With great frequency, climbing the two hundred and three stairs to our house in Guanajuato, I see young A. sitting with his friend on the stairs just outside his very modest house—crude stone walls with dirt for mortar, metal laminate roof. A. is young and shy. Over the years, I have engaged him by asking him questions about mathematics. It started out as two and two, then two and two and two; then, more complicated additions. We used to call him The Accountant, and he seemed to like that. He’s a bright kid. Maybe six or seven now.

His sister I. used to sit a little higher on the stairs with her next door neighbor M. At first, they just tittered when we spoke to them. I used to say, “I’m hearing what you’re saying,” because their heads were always very close together, as they chatted, and their eyes gleamed with pre-teen secrecy. Of course, I couldn’t hear; they knew that; but just being addressed sent them into a pre-teen tizzy. Especially by an old guy who was a gringo at that. Then, abruptly, I. had a boyfriend and M. sat alone on the steps, looking abandoned. The boy was older. I. needed the attention. She had probably just turned thirteen. Many girls are pregnant at that age, giving in to the pressure of an older boy. Now I notice she is no longer around. I don’t know what has become of her.
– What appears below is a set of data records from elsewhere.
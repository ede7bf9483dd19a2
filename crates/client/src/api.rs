//! Request and response bodies of the concierge API

use concierge_core::{AvailabilityEntry, EnergyContext, HistoryEntry, MenuItem, StaffMenuItem};
use serde::{Deserialize, Deserializer, Serialize};

/// `POST /api/chat`
#[derive(Debug, Clone, PartialEq, Serialize)]
pub struct ChatRequest {
    pub message: String,
    pub history: Vec<HistoryEntry>,
    #[serde(skip_serializing_if = "Option::is_none")]
    pub lang: Option<String>,
    #[serde(skip_serializing_if = "Option::is_none")]
    pub energy_context: Option<EnergyContext>,
}

#[derive(Debug, Clone, PartialEq, Deserialize)]
pub struct ChatResponse {
    pub reply: String,
    /// Entries that do not decode as a menu item are dropped; the reply stands
    #[serde(default, deserialize_with = "lenient_menu_items")]
    pub menu_items: Option<Vec<MenuItem>>,
}

fn lenient_menu_items<'de, D>(deserializer: D) -> Result<Option<Vec<MenuItem>>, D::Error>
where
    D: Deserializer<'de>,
{
    let entries = match Option::<serde_json::Value>::deserialize(deserializer)? {
        Some(serde_json::Value::Array(entries)) => entries,
        Some(other) => {
            tracing::debug!(kind = ?other, "Ignoring non-array menu_items");
            return Ok(None);
        }
        None => return Ok(None),
    };

    let items = entries
        .into_iter()
        .filter_map(|entry| match serde_json::from_value::<MenuItem>(entry) {
            Ok(item) => Some(item),
            Err(e) => {
                tracing::debug!(error = %e, "Skipping malformed menu item");
                None
            }
        })
        .collect();
    Ok(Some(items))
}

/// `POST /api/chat/train`
#[derive(Debug, Clone, PartialEq, Serialize)]
pub struct TrainingRequest {
    pub message: String,
    pub history: Vec<HistoryEntry>,
}

#[derive(Debug, Clone, PartialEq, Deserialize)]
pub struct TrainingResponse {
    pub customer_reply: String,
    #[serde(default)]
    pub feedback_to_staff: Option<String>,
}

/// `POST /api/tts`
#[derive(Debug, Clone, PartialEq, Serialize)]
pub struct TtsRequest<'a> {
    pub text: &'a str,
    pub lang: &'a str,
}

/// `POST /api/rating`
#[derive(Debug, Clone, PartialEq, Serialize)]
pub struct RatingRequest {
    pub rating: u8,
    pub message_count: usize,
    pub lang: String,
}

/// `POST /api/menu/toggle`
#[derive(Debug, Clone, PartialEq, Serialize)]
pub struct ToggleRequest {
    pub menu_name: String,
    pub available: bool,
}

/// `GET /api/menu/availability`
#[derive(Debug, Clone, Default, Deserialize)]
pub struct AvailabilityResponse {
    #[serde(default)]
    pub items: Vec<AvailabilityEntry>,
}

/// `GET /api/menu/staff`
#[derive(Debug, Clone, Default, Deserialize)]
pub struct StaffMenuResponse {
    #[serde(default)]
    pub items: Vec<StaffMenuItem>,
}

/// `GET /api/config/talk-theme`
#[derive(Debug, Clone, Default, Deserialize)]
pub struct ThemeResponse {
    #[serde(default)]
    pub theme: Option<String>,
}
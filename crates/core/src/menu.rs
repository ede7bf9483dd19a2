//! Menu items, availability and staff menu rows

use serde::{Deserialize, Deserializer, Serialize};
use std::collections::HashMap;

/// Category label used for staff rows without one
pub const UNCATEGORIZED: &str = "Other";

/// A menu item recommended by the backend
///
/// Only ever received from chat responses; never built from guest input.
/// Rows straight from the menu sheet use its Japanese column headers.
#[derive(Debug, Clone, PartialEq, Serialize, Deserialize)]
pub struct MenuItem {
    #[serde(alias = "メニュー名")]
    pub name: String,
    #[serde(default, alias = "カテゴリー", skip_serializing_if = "Option::is_none")]
    pub category: Option<String>,
    #[serde(default, alias = "価格", deserialize_with = "deserialize_price")]
    pub price: f64,
    #[serde(default, alias = "魅力・特徴", skip_serializing_if = "Option::is_none")]
    pub description: Option<String>,
    #[serde(default, alias = "アレルギー・注意", skip_serializing_if = "Option::is_none")]
    pub allergens: Option<String>,
    #[serde(
        default,
        alias = "chefsNote",
        skip_serializing_if = "Option::is_none"
    )]
    pub chefs_note: Option<String>,
    /// Chef in charge of the dish
    #[serde(default, alias = "担当シェフ", skip_serializing_if = "Option::is_none")]
    pub chef: Option<String>,
    #[serde(default, skip_serializing_if = "Option::is_none")]
    pub image_url: Option<String>,
}

/// Sheet cells arrive as numbers, numeric strings, `"$8.50"` or blanks
fn deserialize_price<'de, D>(deserializer: D) -> Result<f64, D::Error>
where
    D: Deserializer<'de>,
{
    #[derive(Deserialize)]
    #[serde(untagged)]
    enum Price {
        Number(f64),
        Text(String),
    }

    let price = match Option::<Price>::deserialize(deserializer)? {
        Some(Price::Number(n)) => n,
        Some(Price::Text(text)) => {
            let text = text.trim().trim_start_matches('$').replace(',', "");
            text.parse::<f64>().unwrap_or(0.0)
        }
        None => 0.0,
    };
    Ok(if price.is_finite() { price.max(0.0) } else { 0.0 })
}

impl MenuItem {
    pub fn new(name: impl Into<String>, price: f64) -> Self {
        Self {
            name: name.into(),
            category: None,
            price: price.max(0.0),
            description: None,
            allergens: None,
            chefs_note: None,
            chef: None,
            image_url: None,
        }
    }

    /// Price for display; zero or negative prices are not shown
    pub fn display_price(&self) -> Option<f64> {
        (self.price > 0.0).then_some(self.price)
    }

    /// Description for display; the sheet uses "TBD" as a placeholder
    pub fn display_description(&self) -> Option<&str> {
        self.description
            .as_deref()
            .map(str::trim)
            .filter(|d| !d.is_empty() && *d != "TBD")
    }
}

/// Availability of one menu item, keyed by name
#[derive(Debug, Clone, PartialEq, Eq, Serialize, Deserialize)]
pub struct AvailabilityEntry {
    pub name: String,
    pub available: bool,
}

/// Latest polled availability, joined to menu items by name
#[derive(Debug, Clone, Default)]
pub struct AvailabilitySet {
    entries: HashMap<String, bool>,
}

impl AvailabilitySet {
    pub fn new() -> Self {
        Self::default()
    }

    /// Replace the whole set with a fresh poll result
    pub fn replace(&mut self, entries: impl IntoIterator<Item = AvailabilityEntry>) {
        self.entries = entries
            .into_iter()
            .map(|entry| (entry.name, entry.available))
            .collect();
    }

    /// Fail-open: items without an entry are available
    pub fn is_item_available(&self, name: &str) -> bool {
        self.entries.get(name).copied().unwrap_or(true)
    }

    pub fn len(&self) -> usize {
        self.entries.len()
    }

    pub fn is_empty(&self) -> bool {
        self.entries.is_empty()
    }
}

impl FromIterator<AvailabilityEntry> for AvailabilitySet {
    fn from_iter<T: IntoIterator<Item = AvailabilityEntry>>(iter: T) -> Self {
        let mut set = Self::new();
        set.replace(iter);
        set
    }
}

/// A row of the staff menu-control view
///
/// The menu sheet uses Japanese column headers; English names are accepted too.
#[derive(Debug, Clone, PartialEq, Eq, Serialize, Deserialize)]
pub struct StaffMenuItem {
    #[serde(rename = "メニュー名", alias = "name")]
    pub name: String,
    #[serde(rename = "カテゴリー", alias = "category", default)]
    pub category: String,
    #[serde(rename = "提供中", alias = "available", default)]
    pub available: bool,
}

/// Group staff rows by category, preserving first-seen category order
pub fn group_by_category(items: &[StaffMenuItem]) -> Vec<(String, Vec<StaffMenuItem>)> {
    let mut groups: Vec<(String, Vec<StaffMenuItem>)> = Vec::new();
    for item in items {
        let category = match item.category.trim() {
            "" => UNCATEGORIZED,
            c => c,
        };
        match groups.iter_mut().find(|(name, _)| name == category) {
            Some((_, members)) => members.push(item.clone()),
            None => groups.push((category.to_string(), vec![item.clone()])),
        }
    }
    groups
}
The Accountant and I. are brother and sister, I think. I am not sure. Their father’s name I never quite learned. When I went off in the morning to write at the Café Antik, I used to see him returning from the mine—I’ve never learned which one. He was on the night shift. And then he had his accident. Something fell on his head, and chances are it was part of the mine. He seemed different afterward. He drank more, he made less sense when he talked and he began asking for handouts. He was out of work a lot, I am told because he went on binges, and perhaps because the mine wanted sober miners who were not a danger to other miners in the sense of not being able to carry out basic responsibilities.
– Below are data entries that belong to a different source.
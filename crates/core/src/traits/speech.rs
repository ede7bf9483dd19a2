//! Speech processing traits

use tokio::sync::mpsc;

use crate::{Language, Result};

/// Recognition configuration for one capture
#[derive(Debug, Clone, PartialEq)]
pub struct RecognitionOptions {
    pub language: Language,
    /// Keep listening after the first utterance
    pub continuous: bool,
    /// Deliver partial transcripts while the guest is still speaking
    pub interim_results: bool,
}

impl Default for RecognitionOptions {
    fn default() -> Self {
        Self {
            language: Language::default(),
            continuous: false,
            interim_results: true,
        }
    }
}

/// Events reported by a platform recognizer
#[derive(Debug, Clone, PartialEq)]
pub enum RecognitionEvent {
    /// Interim or final result; `segments` holds every result yielded so far
    Result { segments: Vec<String>, is_final: bool },
    /// The platform decided the guest stopped speaking
    EndOfSpeech,
    /// The platform aborted recognition
    Error(String),
}

impl RecognitionEvent {
    /// Transcript accumulated across all segments of a result event
    pub fn transcript(&self) -> Option<String> {
        match self {
            Self::Result { segments, .. } => Some(segments.concat()),
            _ => None,
        }
    }
}

/// Channel a recognizer reports its events on
pub type RecognitionSender = mpsc::UnboundedSender<RecognitionEvent>;

/// Speech-to-text capability of the host platform
///
/// Implementations:
/// - browser or OS speech recognition bridged by the front-end
/// - scripted fakes in tests
pub trait SpeechRecognizer: Send + Sync + 'static {
    /// Begin recognition, reporting events on `events`
    fn start(&self, options: &RecognitionOptions, events: RecognitionSender) -> Result<()>;

    /// Stop recognition; must be safe to call when not running
    fn stop(&self);

    /// Get recognizer name for logging
    fn name(&self) -> &str {
        "platform-recognizer"
    }
}

/// Text queued on the platform synthesizer
#[derive(Debug, Clone, PartialEq)]
pub struct Utterance {
    pub text: String,
    pub language: Language,
    pub rate: f32,
}

/// Built-in text-to-speech of the host platform (the local fallback)
pub trait SpeechSynthesizer: Send + Sync + 'static {
    /// Cancel anything queued or speaking
    fn cancel(&self);

    /// Speak an utterance
    fn speak(&self, utterance: Utterance) -> Result<()>;
}

/// Synthesized audio returned by the remote TTS endpoint
#[derive(Debug, Clone, PartialEq, Eq)]
pub struct AudioClip {
    pub data: Vec<u8>,
    pub language: Language,
}

impl AudioClip {
    pub fn len(&self) -> usize {
        self.data.len()
    }

    pub fn is_empty(&self) -> bool {
        self.data.is_empty()
    }
}

/// Plays remote audio clips
///
/// `play` starts playback and returns; the player owns the clip and releases
/// it once playback ends or is stopped.
pub trait AudioPlayer: Send + Sync + 'static {
    fn play(&self, clip: AudioClip) -> Result<()>;

    /// Stop the clip currently playing, if any
    fn stop(&self);
}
He began hanging out with the Usual Suspects, in the privada—side alley—just down the steps from us. We are currently traveling, and so I do not know exactly what happened, except that two days ago—according to the police—he was attacked in broad daylight (noon) by someone coming out of the privada. The person came up behind him and I suppose struck him—possibly on the spot where the mine had struck him earlier.

And now he is dead.

I have not used the word murdered. If someone killed him, I am fairly sure it was not premeditated. In one previous incident, which I have already written about—the incident of the brick fight, one of my first posts on the neighborhood—I was standing six feet from a neighbor when Q. walked up to him—minutes after the brick fight—and struck him on the head four times with a light metal pipe. In another incident, much later, I saw T. come up behind his drunk father, who had climbed up from the privada to rail against a public neighborhood organizing meeting. T. stood behind his father holding a good-sized rock, poised, it seemed, to bash him on the head, if there was no other way to control him. A very curious behavior for an otherwise obedient son. So in our barrio, bashing someone on the head is not an unusual recourse for punctuating disputes.
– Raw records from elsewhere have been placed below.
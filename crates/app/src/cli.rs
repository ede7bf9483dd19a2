use std::path::PathBuf;

use clap::{Parser, ValueEnum};
use concierge_config::Settings;
use concierge_core::Language;

#[derive(Debug, Clone, Copy, PartialEq, Eq, ValueEnum, Default)]
pub(crate) enum Mode {
    /// Guest chat with the concierge
    #[default]
    Chat,
    /// Staff roleplay practice against a simulated guest
    Train,
    /// Staff menu availability console
    Staff,
}

#[derive(Debug, Parser, Clone)]
#[command(name = "concierge", about = "Restaurant chat concierge", author, version)]
pub(crate) struct Cli {
    /// What to run
    #[arg(value_enum, default_value_t = Mode::Chat)]
    pub(crate) mode: Mode,

    /// Directory holding default.{toml,yaml,json} and per-environment files
    #[arg(long = "config-dir", default_value = "config")]
    pub(crate) config_dir: PathBuf,

    /// Environment overlay loaded on top of the defaults
    #[arg(long = "env", env = "CONCIERGE_ENV")]
    pub(crate) env: Option<String>,

    /// Backend base URL (overrides config)
    #[arg(long = "backend-url")]
    pub(crate) backend_url: Option<String>,

    /// Spoken language tag, e.g. ja-JP or en-US (overrides config)
    #[arg(long = "lang", value_parser = parse_language)]
    pub(crate) lang: Option<Language>,

    /// Start with voice output muted
    #[arg(long = "mute", default_value_t = false)]
    pub(crate) mute: bool,

    /// Directory to write synthesized reply audio to
    #[arg(long = "audio-dir")]
    pub(crate) audio_dir: Option<PathBuf>,

    /// Staff password for the staff console
    #[arg(long = "staff-password", env = "CONCIERGE_STAFF_PASSWORD", hide_env_values = true)]
    pub(crate) staff_password: Option<String>,

    /// Log level when RUST_LOG is unset
    #[arg(long = "log-level")]
    pub(crate) log_level: Option<String>,

    /// Print the effective configuration as TOML and exit
    #[arg(long = "print-config", default_value_t = false)]
    pub(crate) print_config: bool,
}

impl Cli {
    /// Apply command-line overrides on top of loaded settings
    pub(crate) fn apply(&self, settings: &mut Settings) {
        if let Some(url) = &self.backend_url {
            settings.backend.base_url = url.clone();
        }
        if let Some(lang) = self.lang {
            settings.session.default_language = lang;
        }
        if self.mute {
            settings.voice.muted = true;
        }
        if let Some(dir) = &self.audio_dir {
            settings.voice.audio_output_dir = Some(dir.clone());
        }
        if let Some(password) = &self.staff_password {
            settings.backend.staff_token = Some(password.clone());
        }
        if let Some(level) = &self.log_level {
            settings.observability.log_level = level.clone();
        }
    }
}

fn parse_language(value: &str) -> Result<Language, String> {
    Language::from_str_loose(value).ok_or_else(|| {
        let known: Vec<&str> = Language::all().iter().map(|l| l.tag()).collect();
        format!("unknown language '{}', expected one of {}", value, known.join(", "))
    })
}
The Police—through their own connections—have a recording of the attack, from the surveillance cameras. There is not much more I can say at this distance, or want to say. Whoever attacked the victim must have been high on the usual substances: paint thinner, MagicMarker, airplane glue, etc. The effect of those chemicals is that you are aggressive and have very poor judgment—such as carrying out the act right in front of the cameras.

The neighbors are lying low, because now we enter the period when the privada realizes they’re in trouble again—with the police—and they are sending out their aunts, mothers and wives to find out who knows what. Of course, no one is saying very much—including, at this point, myself.